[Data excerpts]
######
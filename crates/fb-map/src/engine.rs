//! Resolver: decides which source column feeds each target column.
//!
//! Resolution runs in two passes. Overrides are applied first and are
//! authoritative: a target named in the override file is never retried by
//! the automatic rules, even when its reference does not exist. Every other
//! target is tried, in order, against:
//!
//! 1. a direct match on the normalized name,
//! 2. the alias dictionary,
//! 3. fuzzy similarity at or above the configured cutoff,
//!
//! and is reported as missing when all three fail.

use std::collections::BTreeMap;

use fb_model::{
    IgnoredOverride, Mapping, MatchDetail, MatchKind, MatchTrace, MappingEntry, ResolveOptions,
    TraceRecord,
};
use tracing::{debug, info, warn};

use crate::aliases::AliasTable;
use crate::overrides::Overrides;
use crate::utils::{normalize, similarity};

/// Normalized key → first source column producing it, in source order.
struct SourceIndex<'a> {
    entries: Vec<(String, &'a str)>,
    positions: BTreeMap<String, usize>,
}

impl<'a> SourceIndex<'a> {
    fn build(columns: &'a [String]) -> Self {
        let mut entries = Vec::new();
        let mut positions = BTreeMap::new();
        for column in columns {
            let key = normalize(column);
            if positions.contains_key(&key) {
                continue;
            }
            positions.insert(key.clone(), entries.len());
            entries.push((key, column.as_str()));
        }
        Self { entries, positions }
    }

    fn get(&self, key: &str) -> Option<&'a str> {
        self.positions.get(key).map(|&idx| self.entries[idx].1)
    }

    /// Highest-scoring key; the earliest source column wins ties.
    fn best_match(&self, key: &str) -> Option<(&'a str, f64)> {
        let mut best: Option<(&'a str, f64)> = None;
        for (candidate, column) in &self.entries {
            let score = similarity(key, candidate);
            if best.is_none_or(|(_, best_score)| score > best_score) {
                best = Some((*column, score));
            }
        }
        best
    }
}

/// Column resolver bound to an alias dictionary and options.
#[derive(Debug, Clone, Copy)]
pub struct Resolver<'a> {
    aliases: &'a AliasTable,
    options: ResolveOptions,
}

impl<'a> Resolver<'a> {
    pub fn new(aliases: &'a AliasTable, options: ResolveOptions) -> Self {
        Self { aliases, options }
    }

    /// Resolve every target column against the source columns.
    ///
    /// Always produces exactly one entry per target column, in target order.
    /// Unresolvable columns are recorded as [`MatchKind::OverrideNotFound`]
    /// or [`MatchKind::Missing`], never as errors.
    pub fn resolve(
        &self,
        source_columns: &[String],
        target_columns: &[String],
        overrides: &Overrides,
    ) -> (Mapping, MatchTrace) {
        let index = SourceIndex::build(source_columns);
        let mut decided: BTreeMap<&str, TraceRecord> = BTreeMap::new();
        let mut ignored = Vec::new();

        for (target, reference) in overrides.iter() {
            let record = resolve_override(source_columns, &index, target, reference);
            if !target_columns.iter().any(|column| column == target) {
                warn!(
                    column = %target,
                    reference = %reference,
                    "override names a column that is not in the template; ignoring"
                );
                ignored.push(IgnoredOverride {
                    target: target.to_string(),
                    reference: reference.to_string(),
                });
                continue;
            }
            log_decision(&record);
            decided.insert(target, record);
        }

        let mut records = Vec::with_capacity(target_columns.len());
        for target in target_columns {
            if let Some(record) = decided.get(target.as_str()) {
                records.push(record.clone());
                continue;
            }
            let record = self.resolve_column(&index, target);
            log_decision(&record);
            decided.insert(target.as_str(), record.clone());
            records.push(record);
        }

        let trace = MatchTrace::new(records, ignored);
        let mapping = trace.mapping();
        info!(
            mapped = mapping.resolved_count(),
            total = mapping.len(),
            "mapped {}/{} target columns",
            mapping.resolved_count(),
            mapping.len()
        );
        (mapping, trace)
    }

    fn resolve_column(&self, index: &SourceIndex<'_>, target: &str) -> TraceRecord {
        let key = normalize(target);

        if let Some(source) = index.get(&key) {
            return record(target, Some(source), MatchKind::Direct, MatchDetail::None);
        }

        if let Some(group) = self.aliases.lookup(&key)
            && let Some(source) = group
                .member_keys()
                .iter()
                .find_map(|member| index.get(member))
        {
            return record(
                target,
                Some(source),
                MatchKind::Alias,
                MatchDetail::AliasGroup(group.canonical().to_string()),
            );
        }

        match index.best_match(&key) {
            Some((source, score)) if score >= self.options.fuzzy_cutoff => record(
                target,
                Some(source),
                MatchKind::Fuzzy,
                MatchDetail::Similarity(score),
            ),
            Some((_, score)) => record(
                target,
                None,
                MatchKind::Missing,
                MatchDetail::Similarity(score),
            ),
            None => record(target, None, MatchKind::Missing, MatchDetail::None),
        }
    }
}

fn resolve_override(
    source_columns: &[String],
    index: &SourceIndex<'_>,
    target: &str,
    reference: &str,
) -> TraceRecord {
    let detail = MatchDetail::OverrideReference(reference.to_string());
    if source_columns.iter().any(|column| column == reference) {
        return record(target, Some(reference), MatchKind::Override, detail);
    }
    match index.get(&normalize(reference)) {
        Some(source) => record(target, Some(source), MatchKind::OverrideNormalized, detail),
        None => record(target, None, MatchKind::OverrideNotFound, detail),
    }
}

fn record(target: &str, source: Option<&str>, kind: MatchKind, detail: MatchDetail) -> TraceRecord {
    TraceRecord {
        entry: MappingEntry::new(target, source.map(str::to_string), kind),
        detail,
    }
}

fn log_decision(record: &TraceRecord) {
    let entry = &record.entry;
    match entry.kind() {
        MatchKind::OverrideNotFound => warn!(
            column = %entry.target(),
            detail = %record.detail.describe(),
            "override source column not found"
        ),
        kind => debug!(
            column = %entry.target(),
            source = entry.source().unwrap_or_default(),
            kind = %kind,
            detail = %record.detail.describe(),
            "resolved column"
        ),
    }
}

/// Resolve with the standard alias dictionary and the given fuzzy cutoff.
pub fn resolve(
    source_columns: &[String],
    target_columns: &[String],
    overrides: &Overrides,
    fuzzy_cutoff: f64,
) -> (Mapping, MatchTrace) {
    let aliases = AliasTable::standard();
    Resolver::new(&aliases, ResolveOptions::new().with_fuzzy_cutoff(fuzzy_cutoff)).resolve(
        source_columns,
        target_columns,
        overrides,
    )
}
######
## TASK REQUIREMENTS
All of the entries above must be quoted exactly.

## ANSWER TO THIS PROBLEM
filename crates/fb-map/src/engine.rs
//! Resolver: decides which source column feeds each target column.
//!
//! Resolution runs in two passes. Overrides are applied first and are
//! authoritative: a target named in the override file is never retried by
//! the automatic rules, even when its reference does not exist. Every other
//! target is tried, in order, against:
//!
//! 1. a direct match on the normalized name,
//! 2. the alias dictionary,
//! 3. fuzzy similarity at or above the configured cutoff,
//!
//! and is reported as missing when all three fail.

use std::collections::BTreeMap;

use fb_model::{
    IgnoredOverride, Mapping, MatchDetail, MatchKind, MatchTrace, MappingEntry, ResolveOptions,
    TraceRecord,
};
use tracing::{debug, info, warn};

use crate::aliases::AliasTable;
use crate::overrides::Overrides;
use crate::utils::{normalize, similarity};

/// Normalized key → first source column producing it, in source order.
struct SourceIndex<'a> {
    entries: Vec<(String, &'a str)>,
    positions: BTreeMap<String, usize>,
}

impl<'a> SourceIndex<'a> {
    fn build(columns: &'a [String]) -> Self {
        let mut entries = Vec::new();
        let mut positions = BTreeMap::new();
        for column in columns {
            let key = normalize(column);
            if positions.contains_key(&key) {
                continue;
            }
            positions.insert(key.clone(), entries.len());
            entries.push((key, column.as_str()));
        }
        Self { entries, positions }
    }

    fn get(&self, key: &str) -> Option<&'a str> {
        self.positions.get(key).map(|&idx| self.entries[idx].1)
    }

    /// Highest-scoring key; the earliest source column wins ties.
    fn best_match(&self, key: &str) -> Option<(&'a str, f64)> {
        let mut best: Option<(&'a str, f64)> = None;
        for (candidate, column) in &self.entries {
            let score = similarity(key, candidate);
            if best.is_none_or(|(_, best_score)| score > best_score) {
                best = Some((*column, score));
            }
        }
        best
    }
}

/// Column resolver bound to an alias dictionary and options.
#[derive(Debug, Clone, Copy)]
pub struct Resolver<'a> {
    aliases: &'a AliasTable,
    options: ResolveOptions,
}

impl<'a> Resolver<'a> {
    pub fn new(aliases: &'a AliasTable, options: ResolveOptions) -> Self {
        Self { aliases, options }
    }

    /// Resolve every target column against the source columns.
    ///
    /// Always produces exactly one entry per target column, in target order.
    /// Unresolvable columns are recorded as [`MatchKind::OverrideNotFound`]
    /// or [`MatchKind::Missing`], never as errors.
    pub fn resolve(
        &self,
        source_columns: &[String],
        target_columns: &[String],
        overrides: &Overrides,
    ) -> (Mapping, MatchTrace) {
        let index = SourceIndex::build(source_columns);
        let mut decided: BTreeMap<&str, TraceRecord> = BTreeMap::new();
        let mut ignored = Vec::new();

        for (target, reference) in overrides.iter() {
            let record = resolve_override(source_columns, &index, target, reference);
            if !target_columns.iter().any(|column| column == target) {
                warn!(
                    column = %target,
                    reference = %reference,
                    "override names a column that is not in the template; ignoring"
                );
                ignored.push(IgnoredOverride {
                    target: target.to_string(),
                    reference: reference.to_string(),
                });
                continue;
            }
            log_decision(&record);
            decided.insert(target, record);
        }

        let mut records = Vec::with_capacity(target_columns.len());
        for target in target_columns {
            if let Some(record) = decided.get(target.as_str()) {
                records.push(record.clone());
                continue;
            }
            let record = self.resolve_column(&index, target);
            log_decision(&record);
            decided.insert(target.as_str(), record.clone());
            records.push(record);
        }

        let trace = MatchTrace::new(records, ignored);
        let mapping = trace.mapping();
        info!(
            mapped = mapping.resolved_count(),
            total = mapping.len(),
            "mapped {}/{} target columns",
            mapping.resolved_count(),
            mapping.len()
        );
        (mapping, trace)
    }

    fn resolve_column(&self, index: &SourceIndex<'_>, target: &str) -> TraceRecord {
        let key = normalize(target);

        if let Some(source) = index.get(&key) {
            return record(target, Some(source), MatchKind::Direct, MatchDetail::None);
        }

        if let Some(group) = self.aliases.lookup(&key)
            && let Some(source) = group
                .member_keys()
                .iter()
                .find_map(|member| index.get(member))
        {
            return record(
                target,
                Some(source),
                MatchKind::Alias,
                MatchDetail::AliasGroup(group.canonical().to_string()),
            );
        }

        match index.best_match(&key) {
            Some((source, score)) if score >= self.options.fuzzy_cutoff => record(
                target,
                Some(source),
                MatchKind::Fuzzy,
                MatchDetail::Similarity(score),
            ),
            Some((_, score)) => record(
                target,
                None,
                MatchKind::Missing,
                MatchDetail::Similarity(score),
            ),
            None => record(target, None, MatchKind::Missing, MatchDetail::None),
        }
    }
}

fn resolve_override(
    source_columns: &[String],
    index: &SourceIndex<'_>,
    target: &str,
    reference: &str,
) -> TraceRecord {
    let detail = MatchDetail::OverrideReference(reference.to_string());
    if source_columns.iter().any(|column| column == reference) {
        return record(target, Some(reference), MatchKind::Override, detail);
    }
    match index.get(&normalize(reference)) {
        Some(source) => record(target, Some(source), MatchKind::OverrideNormalized, detail),
        None => record(target, None, MatchKind::OverrideNotFound, detail),
    }
}

fn record(target: &str, source: Option<&str>, kind: MatchKind, detail: MatchDetail) -> TraceRecord {
    TraceRecord {
        entry: MappingEntry::new(target, source.map(str::to_string), kind),
        detail,
    }
}

fn log_decision(record: &TraceRecord) {
    let entry = &record.entry;
    match entry.kind() {
        MatchKind::OverrideNotFound => warn!(
            column = %entry.target(),
            detail = %record.detail.describe(),
            "override source column not found"
        ),
        kind => debug!(
            column = %entry.target(),
            source = entry.source().unwrap_or_default(),
            kind = %kind,
            detail = %record.detail.describe(),
            "resolved column"
        ),
    }
}

/// Resolve with the standard alias dictionary and the given fuzzy cutoff.
pub fn resolve(
    source_columns: &[String],
    target_columns: &[String],
    overrides: &Overrides,
    fuzzy_cutoff: f64,
) -> (Mapping, MatchTrace) {
    let aliases = AliasTable::standard();
    Resolver::new(&aliases, ResolveOptions::new().with_fuzzy_cutoff(fuzzy_cutoff)).resolve(
        source_columns,
        target_columns,
        overrides,
    )
}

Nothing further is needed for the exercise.